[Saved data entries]
use std::io::{self, Write};
use std::time::Duration;

use serde::Serialize;

use crate::pipeline::{EventLevel, ProgressEvent, ProgressSink, RunReport, StatusReport};

#[derive(Debug, Clone, Copy)]
pub enum OutputMode {
    Human,
    Json,
}

/// Forwards pipeline events to `tracing`.
#[derive(Debug, Clone, Copy, Default)]
pub struct TracingSink;

impl ProgressSink for TracingSink {
    fn event(&self, event: ProgressEvent) {
        let stage = event.stage.map(|stage| stage.as_str()).unwrap_or("-");
        let elapsed_ms = event.elapsed.map(millis);
        match event.level {
            EventLevel::Info => tracing::info!(
                dataset = %event.dataset,
                stage,
                elapsed_ms,
                "{}",
                event.message
            ),
            EventLevel::Warn => tracing::warn!(
                dataset = %event.dataset,
                stage,
                "{}",
                event.message
            ),
        }
    }
}

/// Whole milliseconds, saturating at `u64::MAX`.
fn millis(elapsed: Duration) -> u64 {
    u64::try_from(elapsed.as_millis()).unwrap_or(u64::MAX)
}

pub struct JsonOutput;

impl JsonOutput {
    pub fn print_runs(results: &[RunReport]) -> io::Result<()> {
        Self::print_json(&results)
    }

    pub fn print_status(result: &StatusReport) -> io::Result<()> {
        Self::print_json(result)
    }

    pub fn print_json<T: Serialize>(value: &T) -> io::Result<()> {
        let json = serde_json::to_string_pretty(value).map_err(io::Error::other)?;
        let mut stdout = io::stdout();
        stdout.write_all(json.as_bytes())?;
        stdout.write_all(b"\n")?;
        Ok(())
    }
}

/// Machine output keeps stdout clean; events are dropped.
impl ProgressSink for JsonOutput {
    fn event(&self, _event: ProgressEvent) {}
}
//! Streaming splitter for bracket-sectioned annotation files.
//!
//! A file looks like
//!
//! ```text
//! [Heading]
//! Date	10/5/2010
//! [Probes]
//! ID	Gene
//! ILMN_1	TP53
//! ```
//!
//! Lines before the first `[name]` header are ignored. Only the section
//! currently being read is held in memory.

use std::collections::BTreeMap;
use std::io::BufRead;

use crate::error::IngestError;
use crate::table::{Table, materialize};

pub const DEFAULT_MAX_SECTION_BYTES: usize = 512 * 1024 * 1024;

#[derive(Debug, Clone, Copy)]
pub struct ParserLimits {
    pub max_section_bytes: usize,
}

impl Default for ParserLimits {
    fn default() -> Self {
        Self {
            max_section_bytes: DEFAULT_MAX_SECTION_BYTES,
        }
    }
}

/// A finalized section: its name and the trimmed lines seen under it, each
/// terminated by `\n`.
#[derive(Debug, Clone, PartialEq, Eq)]
pub struct RawSection {
    pub name: String,
    pub buffer: String,
}

#[derive(Debug)]
enum State {
    Idle,
    InSection { name: String, buffer: String },
}

#[derive(Debug)]
pub struct SectionParser {
    state: State,
    limits: ParserLimits,
}

impl SectionParser {
    pub fn new(limits: ParserLimits) -> Self {
        Self {
            state: State::Idle,
            limits,
        }
    }

    /// Feeds one line. Returns the section closed by a header line, if any.
    pub fn push_line(&mut self, line: &str) -> Result<Option<RawSection>, IngestError> {
        let line = line.trim();
        if line.starts_with('[') {
            let finished = self.take_active();
            let name = line.trim_start_matches('[').trim_end_matches(']');
            // `[]` names nothing; its lines are dropped like preamble.
            if !name.is_empty() {
                self.state = State::InSection {
                    name: name.to_string(),
                    buffer: String::new(),
                };
            }
            return Ok(finished);
        }

        if let State::InSection { name, buffer } = &mut self.state {
            if buffer.len() + line.len() + 1 > self.limits.max_section_bytes {
                return Err(IngestError::Parse {
                    section: name.clone(),
                    message: format!(
                        "section exceeds {} bytes",
                        self.limits.max_section_bytes
                    ),
                });
            }
            buffer.push_str(line);
            buffer.push('\n');
        }
        Ok(None)
    }

    /// Closes the active section at end of input.
    pub fn finish(mut self) -> Option<RawSection> {
        self.take_active()
    }

    fn take_active(&mut self) -> Option<RawSection> {
        match std::mem::replace(&mut self.state, State::Idle) {
            State::InSection { name, buffer } if !buffer.is_empty() => {
                Some(RawSection { name, buffer })
            }
            _ => None,
        }
    }
}

/// Streams `reader` and calls `on_section` for every non-empty section in
/// file order. Invalid UTF-8 is replaced rather than rejected.
pub fn for_each_section<R, F>(
    mut reader: R,
    limits: ParserLimits,
    mut on_section: F,
) -> Result<(), IngestError>
where
    R: BufRead,
    F: FnMut(RawSection) -> Result<(), IngestError>,
{
    let mut parser = SectionParser::new(limits);
    let mut raw = Vec::new();
    loop {
        raw.clear();
        let read = reader
            .read_until(b'\n', &mut raw)
            .map_err(|err| IngestError::Filesystem(err.to_string()))?;
        if read == 0 {
            break;
        }
        let line = String::from_utf8_lossy(&raw);
        if let Some(section) = parser.push_line(&line)? {
            on_section(section)?;
        }
    }
    if let Some(section) = parser.finish() {
        on_section(section)?;
    }
    Ok(())
}

/// Collects every section as raw lines. A repeated name replaces the
/// earlier section.
pub fn parse_sections<R: BufRead>(
    reader: R,
    limits: ParserLimits,
) -> Result<BTreeMap<String, Vec<String>>, IngestError> {
    let mut sections = BTreeMap::new();
    for_each_section(reader, limits, |section| {
        let lines = section.buffer.lines().map(str::to_string).collect();
        sections.insert(section.name, lines);
        Ok(())
    })?;
    Ok(sections)
}

/// Tables recovered from one file.
#[derive(Debug, Default)]
pub struct SectionTables {
    pub tables: BTreeMap<String, Table>,
    /// Sections that had content but no data rows.
    pub empty: Vec<String>,
}

/// Splits `reader` into sections and materializes each one. The last
/// section with a given name wins.
pub fn parse_tables<R: BufRead>(
    reader: R,
    limits: ParserLimits,
) -> Result<SectionTables, IngestError> {
    let mut out = SectionTables::default();
    for_each_section(reader, limits, |section| {
        match materialize(&section.name, &section.buffer)? {
            Some(table) => {
                out.tables.insert(section.name, table);
            }
            None => out.empty.push(section.name),
        }
        Ok(())
    })?;
    Ok(out)
}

Task statement = Retype the data exactly as given.

Task answer =
use std::io::{self, Write};
use std::time::Duration;

use serde::Serialize;

use crate::pipeline::{EventLevel, ProgressEvent, ProgressSink, RunReport, StatusReport};

#[derive(Debug, Clone, Copy)]
pub enum OutputMode {
    Human,
    Json,
}

/// Forwards pipeline events to `tracing`.
#[derive(Debug, Clone, Copy, Default)]
pub struct TracingSink;

impl ProgressSink for TracingSink {
    fn event(&self, event: ProgressEvent) {
        let stage = event.stage.map(|stage| stage.as_str()).unwrap_or("-");
        let elapsed_ms = event.elapsed.map(millis);
        match event.level {
            EventLevel::Info => tracing::info!(
                dataset = %event.dataset,
                stage,
                elapsed_ms,
                "{}",
                event.message
            ),
            EventLevel::Warn => tracing::warn!(
                dataset = %event.dataset,
                stage,
                "{}",
                event.message
            ),
        }
    }
}

/// Whole milliseconds, saturating at `u64::MAX`.
fn millis(elapsed: Duration) -> u64 {
    u64::try_from(elapsed.as_millis()).unwrap_or(u64::MAX)
}

pub struct JsonOutput;

impl JsonOutput {
    pub fn print_runs(results: &[RunReport]) -> io::Result<()> {
        Self::print_json(&results)
    }

    pub fn print_status(result: &StatusReport) -> io::Result<()> {
        Self::print_json(result)
    }

    pub fn print_json<T: Serialize>(value: &T) -> io::Result<()> {
        let json = serde_json::to_string_pretty(value).map_err(io::Error::other)?;
        let mut stdout = io::stdout();
        stdout.write_all(json.as_bytes())?;
        stdout.write_all(b"\n")?;
        Ok(())
    }
}

/// Machine output keeps stdout clean; events are dropped.
impl ProgressSink for JsonOutput {
    fn event(&self, _event: ProgressEvent) {}
}
//! Streaming splitter for bracket-sectioned annotation files.
//!
//! A file looks like
//!
//! ```text
//! [Heading]
//! Date	10/5/2010
//! [Probes]
//! ID	Gene
//! ILMN_1	TP53
//! ```
//!
//! Lines before the first `[name]` header are ignored. Only the section
//! currently being read is held in memory.

use std::collections::BTreeMap;
use std::io::BufRead;

use crate::error::IngestError;
use crate::table::{Table, materialize};

pub const DEFAULT_MAX_SECTION_BYTES: usize = 512 * 1024 * 1024;

#[derive(Debug, Clone, Copy)]
pub struct ParserLimits {
    pub max_section_bytes: usize,
}

impl Default for ParserLimits {
    fn default() -> Self {
        Self {
            max_section_bytes: DEFAULT_MAX_SECTION_BYTES,
        }
    }
}

/// A finalized section: its name and the trimmed lines seen under it, each
/// terminated by `\n`.
#[derive(Debug, Clone, PartialEq, Eq)]
pub struct RawSection {
    pub name: String,
    pub buffer: String,
}

#[derive(Debug)]
enum State {
    Idle,
    InSection { name: String, buffer: String },
}

#[derive(Debug)]
pub struct SectionParser {
    state: State,
    limits: ParserLimits,
}

impl SectionParser {
    pub fn new(limits: ParserLimits) -> Self {
        Self {
            state: State::Idle,
            limits,
        }
    }

    /// Feeds one line. Returns the section closed by a header line, if any.
    pub fn push_line(&mut self, line: &str) -> Result<Option<RawSection>, IngestError> {
        let line = line.trim();
        if line.starts_with('[') {
            let finished = self.take_active();
            let name = line.trim_start_matches('[').trim_end_matches(']');
            // `[]` names nothing; its lines are dropped like preamble.
            if !name.is_empty() {
                self.state = State::InSection {
                    name: name.to_string(),
                    buffer: String::new(),
                };
            }
            return Ok(finished);
        }

        if let State::InSection { name, buffer } = &mut self.state {
            if buffer.len() + line.len() + 1 > self.limits.max_section_bytes {
                return Err(IngestError::Parse {
                    section: name.clone(),
                    message: format!(
                        "section exceeds {} bytes",
                        self.limits.max_section_bytes
                    ),
                });
            }
            buffer.push_str(line);
            buffer.push('\n');
        }
        Ok(None)
    }

    /// Closes the active section at end of input.
    pub fn finish(mut self) -> Option<RawSection> {
        self.take_active()
    }

    fn take_active(&mut self) -> Option<RawSection> {
        match std::mem::replace(&mut self.state, State::Idle) {
            State::InSection { name, buffer } if !buffer.is_empty() => {
                Some(RawSection { name, buffer })
            }
            _ => None,
        }
    }
}

/// Streams `reader` and calls `on_section` for every non-empty section in
/// file order. Invalid UTF-8 is replaced rather than rejected.
pub fn for_each_section<R, F>(
    mut reader: R,
    limits: ParserLimits,
    mut on_section: F,
) -> Result<(), IngestError>
where
    R: BufRead,
    F: FnMut(RawSection) -> Result<(), IngestError>,
{
    let mut parser = SectionParser::new(limits);
    let mut raw = Vec::new();
    loop {
        raw.clear();
        let read = reader
            .read_until(b'\n', &mut raw)
            .map_err(|err| IngestError::Filesystem(err.to_string()))?;
        if read == 0 {
            break;
        }
        let line = String::from_utf8_lossy(&raw);
        if let Some(section) = parser.push_line(&line)? {
            on_section(section)?;
        }
    }
    if let Some(section) = parser.finish() {
        on_section(section)?;
    }
    Ok(())
}

/// Collects every section as raw lines. A repeated name replaces the
/// earlier section.
pub fn parse_sections<R: BufRead>(
    reader: R,
    limits: ParserLimits,
) -> Result<BTreeMap<String, Vec<String>>, IngestError> {
    let mut sections = BTreeMap::new();
    for_each_section(reader, limits, |section| {
        let lines = section.buffer.lines().map(str::to_string).collect();
        sections.insert(section.name, lines);
        Ok(())
    })?;
    Ok(sections)
}

/// Tables recovered from one file.
#[derive(Debug, Default)]
pub struct SectionTables {
    pub tables: BTreeMap<String, Table>,
    /// Sections that had content but no data rows.
    pub empty: Vec<String>,
}

/// Splits `reader` into sections and materializes each one. The last
/// section with a given name wins.
pub fn parse_tables<R: BufRead>(
    reader: R,
    limits: ParserLimits,
) -> Result<SectionTables, IngestError> {
    let mut out = SectionTables::default();
    for_each_section(reader, limits, |section| {
        match materialize(&section.name, &section.buffer)? {
            Some(table) => {
                out.tables.insert(section.name, table);
            }
            None => out.empty.push(section.name),
        }
        Ok(())
    })?;
    Ok(out)
}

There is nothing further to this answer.